| Summary |
Kai-Lin Chang, 2007,06
Institute of Traffic and Transportation National Chiao Tung University
This study proposes two bi-level programming models -- operational model and planning model to achieve the goals for sustainable transportation along an intercity corridor. In the operational model, the upper level is to determine the optimal fare (toll) rates, while the lower level is to determine the optimal operating frequencies of transport carriers and patronage of passengers. In the planning model, the upper level is to simultaneously determine the optimal construction horizons and fare rates of transport systems, while the lower level is the same as that of the operational model. The underlying theories are basing on various objectives viewed by the government, transport carriers and passengers, which cannot be incorporated into a single-level programming model. The goal of government is to achieve sustainable transportation in terms of safety, energy consumption, air pollution, and travel time. The goal for transport carriers is to maximize their profits in determining the operating frequencies. The goal for passengers (road users) is to choose transport modes to maximize their utilities. It is assumed that Stackelberg equilibrium exists between the government (leader) and the transport carriers (followers); Nash equilibrium exists among the transport carriers in the lower level while competing the quantity (frequencies); and Stackelberg equilibrium also exists between transport carriers (leaders) and passengers (followers). Due to the complexity of the proposed bi-level programming models, this study develops a solution algorithm based on genetic algorithms (GAs).

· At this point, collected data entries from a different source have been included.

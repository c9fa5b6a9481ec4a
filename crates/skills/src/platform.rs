//! Catalog of third-party tools that read skills from a well-known directory,
//! and resolution of their directory templates for the current machine.
//!
//! Adding an integration is a data change: append a [`SkillPlatform`] to
//! [`SKILL_PLATFORMS`]. Templates may start with `~` or contain the Windows
//! placeholders `%USERPROFILE%` and `%APPDATA%`.

use std::path::{Path, PathBuf};

use serde::{Deserialize, Serialize};

/// Operating systems with their own directory conventions.
#[derive(Debug, Clone, Copy, PartialEq, Eq, Hash, Serialize, Deserialize)]
pub enum Os {
    #[serde(rename = "darwin")]
    Darwin,
    #[serde(rename = "win32")]
    Windows,
    #[serde(rename = "linux")]
    Linux,
}

impl Os {
    /// The OS this binary runs on. Other unixes use the Linux layout.
    #[must_use]
    pub fn current() -> Self {
        if cfg!(target_os = "windows") {
            Self::Windows
        } else if cfg!(target_os = "macos") {
            Self::Darwin
        } else {
            Self::Linux
        }
    }

    #[must_use]
    pub fn key(self) -> &'static str {
        match self {
            Self::Darwin => "darwin",
            Self::Windows => "win32",
            Self::Linux => "linux",
        }
    }
}

impl std::fmt::Display for Os {
    fn fmt(&self, f: &mut std::fmt::Formatter<'_>) -> std::fmt::Result {
        f.write_str(self.key())
    }
}

/// Everything template resolution depends on.
#[derive(Debug, Clone, PartialEq, Eq)]
pub struct PathEnv {
    pub os: Os,
    pub home: PathBuf,
    /// Roaming application data (`%APPDATA%` on Windows).
    pub app_data: PathBuf,
}

impl PathEnv {
    #[must_use]
    pub fn new(os: Os, home: impl Into<PathBuf>, app_data: impl Into<PathBuf>) -> Self {
        Self {
            os,
            home: home.into(),
            app_data: app_data.into(),
        }
    }

    /// Read the current environment. Called per operation so changes to
    /// `$HOME` and friends are picked up without restarting.
    #[must_use]
    pub fn current() -> Self {
        let (home, app_data) = match directories::BaseDirs::new() {
            Some(dirs) => (dirs.home_dir().to_path_buf(), dirs.config_dir().to_path_buf()),
            None => (PathBuf::from("."), PathBuf::from(".")),
        };
        Self::new(Os::current(), home, app_data)
    }
}

/// Per-OS directory templates. A missing entry falls back to `darwin`.
#[derive(Debug, Clone, Copy, Serialize)]
pub struct PlatformDirs {
    pub darwin: &'static str,
    pub win32: Option<&'static str>,
    pub linux: Option<&'static str>,
}

/// A third-party tool with its own skills directory.
#[derive(Debug, Clone, Copy, Serialize)]
pub struct SkillPlatform {
    pub id: &'static str,
    pub name: &'static str,
    pub icon: &'static str,
    pub skills_dir: PlatformDirs,
}

impl SkillPlatform {
    /// The template for `os`, falling back to the darwin template.
    #[must_use]
    pub fn template(&self, os: Os) -> &'static str {
        let specific = match os {
            Os::Darwin => None,
            Os::Windows => self.skills_dir.win32,
            Os::Linux => self.skills_dir.linux,
        };
        specific.unwrap_or(self.skills_dir.darwin)
    }

    /// Absolute skills directory for this platform.
    #[must_use]
    pub fn resolve_skills_dir(&self, env: &PathEnv) -> PathBuf {
        resolve_template(self.template(env.os), env)
    }
}

const fn everywhere(darwin: &'static str, win32: &'static str) -> PlatformDirs {
    PlatformDirs {
        darwin,
        win32: Some(win32),
        linux: None,
    }
}

pub static SKILL_PLATFORMS: &[SkillPlatform] = &[
    SkillPlatform {
        id: "claude",
        name: "Claude Code",
        icon: "claude",
        skills_dir: everywhere("~/.claude/skills", "%USERPROFILE%/.claude/skills"),
    },
    SkillPlatform {
        id: "copilot",
        name: "GitHub Copilot",
        icon: "github-copilot",
        skills_dir: everywhere("~/.copilot/skills", "%USERPROFILE%/.copilot/skills"),
    },
    SkillPlatform {
        id: "cursor",
        name: "Cursor",
        icon: "cursor",
        skills_dir: everywhere("~/.cursor/skills", "%USERPROFILE%/.cursor/skills"),
    },
    SkillPlatform {
        id: "windsurf",
        name: "Windsurf",
        icon: "windsurf",
        skills_dir: everywhere(
            "~/.codeium/windsurf/skills",
            "%USERPROFILE%/.codeium/windsurf/skills",
        ),
    },
    SkillPlatform {
        id: "kiro",
        name: "Kiro",
        icon: "kiro",
        skills_dir: everywhere("~/.kiro/skills", "%USERPROFILE%/.kiro/skills"),
    },
    SkillPlatform {
        id: "gemini",
        name: "Gemini CLI",
        icon: "gemini",
        skills_dir: everywhere("~/.gemini/skills", "%USERPROFILE%/.gemini/skills"),
    },
    SkillPlatform {
        id: "trae",
        name: "Trae",
        icon: "trae",
        skills_dir: everywhere("~/.trae/skills", "%USERPROFILE%/.trae/skills"),
    },
    SkillPlatform {
        id: "opencode",
        name: "OpenCode",
        icon: "opencode",
        skills_dir: PlatformDirs {
            darwin: "~/.config/opencode/skills",
            win32: Some("%APPDATA%/opencode/skills"),
            linux: Some("~/.config/opencode/skills"),
        },
    },
    SkillPlatform {
        id: "codex",
        name: "Codex CLI",
        icon: "openai",
        skills_dir: everywhere("~/.codex/skills", "%USERPROFILE%/.codex/skills"),
    },
    SkillPlatform {
        id: "roo",
        name: "Roo Code",
        icon: "roo",
        skills_dir: everywhere("~/.roo/skills", "%USERPROFILE%/.roo/skills"),
    },
    SkillPlatform {
        id: "amp",
        name: "Amp",
        icon: "amp",
        skills_dir: everywhere(
            "~/.config/agents/skills",
            "%USERPROFILE%/.config/agents/skills",
        ),
    },
    SkillPlatform {
        id: "goose",
        name: "Goose",
        icon: "goose",
        skills_dir: PlatformDirs {
            darwin: "~/.config/goose/skills",
            win32: Some("%APPDATA%/Block/goose/config/skills"),
            linux: Some("~/.config/goose/skills"),
        },
    },
];

/// Look up a cataloged platform by id.
#[must_use]
pub fn find_platform(id: &str) -> Option<&'static SkillPlatform> {
    SKILL_PLATFORMS.iter().find(|p| p.id == id)
}

/// Substitute `~`, `%USERPROFILE%` and `%APPDATA%`.
///
/// Pure: no I/O and no failure. Anything else in the template, including
/// unknown placeholders, is kept as literal text.
#[must_use]
pub fn resolve_template(template: &str, env: &PathEnv) -> PathBuf {
    let home = env.home.to_string_lossy();
    let expanded = match template.strip_prefix('~') {
        Some("") => home.to_string(),
        Some(rest) if rest.starts_with('/') || rest.starts_with('\\') => format!("{home}{rest}"),
        _ => template.to_string(),
    };
    let expanded = expanded
        .replace("%USERPROFILE%", &home)
        .replace("%APPDATA%", &env.app_data.to_string_lossy());
    PathBuf::from(expanded)
}

// ── Scan roots ───────────────────────────────────────────────────────────────

/// Who a scanned directory belongs to.
#[derive(Debug, Clone, PartialEq, Eq, Serialize)]
pub struct RootOwner {
    pub id: String,
    pub name: String,
}

/// A directory to scan and every platform that resolves to it, in catalog
/// order. The first owner is the one credited on import.
#[derive(Debug, Clone, PartialEq, Eq, Serialize)]
pub struct ScanRoot {
    pub dir: PathBuf,
    pub owners: Vec<RootOwner>,
}

impl ScanRoot {
    #[must_use]
    pub fn primary(&self) -> Option<&RootOwner> {
        self.owners.first()
    }
}

/// Owner id used for directories added through configuration.
pub const CUSTOM_ROOT_ID: &str = "custom";

/// Resolve every cataloged platform (plus `extra` templates) into a
/// deduplicated list of directories.
#[must_use]
pub fn scan_roots(env: &PathEnv, extra: &[String]) -> Vec<ScanRoot> {
    let platforms = SKILL_PLATFORMS.iter().map(|p| {
        (p.resolve_skills_dir(env), RootOwner {
            id: p.id.to_string(),
            name: p.name.to_string(),
        })
    });
    let custom = extra.iter().map(|template| {
        (resolve_template(template, env), RootOwner {
            id: CUSTOM_ROOT_ID.to_string(),
            name: "Custom".to_string(),
        })
    });

    let mut roots: Vec<ScanRoot> = Vec::new();
    for (dir, owner) in platforms.chain(custom) {
        match roots.iter_mut().find(|r| same_dir(&r.dir, &dir)) {
            Some(root) => {
                if !root.owners.contains(&owner) {
                    root.owners.push(owner);
                }
            },
            None => roots.push(ScanRoot {
                dir,
                owners: vec![owner],
            }),
        }
    }
    roots
}

fn same_dir(a: &Path, b: &Path) -> bool {
    a.components().eq(b.components())
}

#[allow(clippy::unwrap_used, clippy::expect_used)]
#[cfg(test)]
mod tests {
    use super::*;

    fn linux_env() -> PathEnv {
        PathEnv::new(Os::Linux, "/home/ada", "/home/ada/.config")
    }

    fn windows_env() -> PathEnv {
        PathEnv::new(
            Os::Windows,
            "C:/Users/ada",
            "C:/Users/ada/AppData/Roaming",
        )
    }

    #[test]
    fn platform_ids_are_unique() {
        for (i, p) in SKILL_PLATFORMS.iter().enumerate() {
            assert!(
                SKILL_PLATFORMS[i + 1..].iter().all(|q| q.id != p.id),
                "duplicate id {}",
                p.id
            );
        }
    }

    #[test]
    fn tilde_resolves_to_home() {
        let claude = find_platform("claude").unwrap();
        assert_eq!(
            claude.resolve_skills_dir(&linux_env()),
            PathBuf::from("/home/ada/.claude/skills")
        );
    }

    #[test]
    fn missing_os_key_falls_back_to_darwin_template() {
        let claude = find_platform("claude").unwrap();
        assert!(claude.skills_dir.linux.is_none());
        assert_eq!(claude.template(Os::Linux), claude.skills_dir.darwin);
    }

    #[test]
    fn windows_placeholders_are_substituted() {
        let env = windows_env();
        assert_eq!(
            find_platform("cursor").unwrap().resolve_skills_dir(&env),
            PathBuf::from("C:/Users/ada/.cursor/skills")
        );
        assert_eq!(
            find_platform("opencode").unwrap().resolve_skills_dir(&env),
            PathBuf::from("C:/Users/ada/AppData/Roaming/opencode/skills")
        );
    }

    #[test]
    fn unknown_placeholder_stays_literal() {
        let path = resolve_template("%LOCALAPPDATA%/tool/skills", &windows_env());
        assert_eq!(path, PathBuf::from("%LOCALAPPDATA%/tool/skills"));
    }

    #[test]
    fn tilde_inside_a_name_is_not_expanded() {
        let path = resolve_template("~backup/skills", &linux_env());
        assert_eq!(path, PathBuf::from("~backup/skills"));
        assert_eq!(resolve_template("~", &linux_env()), PathBuf::from("/home/ada"));
    }

    #[test]
    fn environment_changes_apply_on_next_resolution() {
        let claude = find_platform("claude").unwrap();
        let before = claude.resolve_skills_dir(&linux_env());
        let after = claude.resolve_skills_dir(&PathEnv::new(Os::Linux, "/home/bob", "/x"));
        assert_ne!(before, after);
        assert!(after.starts_with("/home/bob"));
    }

    #[test]
    fn scan_roots_cover_catalog_and_extras_once() {
        let extra = vec!["~/.claude/skills".to_string(), "/opt/skills".to_string()];
        let roots = scan_roots(&linux_env(), &extra);

        assert_eq!(roots.len(), SKILL_PLATFORMS.len() + 1);
        let claude_root = roots
            .iter()
            .find(|r| r.dir == Path::new("/home/ada/.claude/skills"))
            .unwrap();
        assert_eq!(claude_root.primary().unwrap().id, "claude");
        assert_eq!(claude_root.owners.len(), 2);
        assert_eq!(claude_root.owners[1].id, CUSTOM_ROOT_ID);
        assert_eq!(roots.last().unwrap().dir, Path::new("/opt/skills"));
    }

    #[test]
    fn os_keys_match_serde_names() {
        assert_eq!(serde_json::to_string(&Os::Windows).unwrap(), "\"win32\"");
        assert_eq!(Os::Darwin.key(), "darwin");
    }
}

To investigate the operationability of the proposed models and solution algorithm, this study tests an exemplified case of intercity corridor with four modes including air, rail, bus and private vehicles. Assume that the annual travel demand and its growth rate are given, the travel times of air and rail are constant, and the travel times of buses and private vehicles follow a BPR function. Under the demand of 50,000 trips per day, the results of operational model show that the optimal regulated fares (tolls) are NT$ 794, 1,508, 794, and 3,000, respectively, for rail, air, bus and private vehicle in association with the corresponding market shares 33%, 23.09%, 32.97% and 10.94%. If only a freeway system exists in this corridor at the beginnig, the results of planning model show that the three transportation systems should be introduced on the horizon of first year (railway), fourth year (airports) and seventh year (another railway). |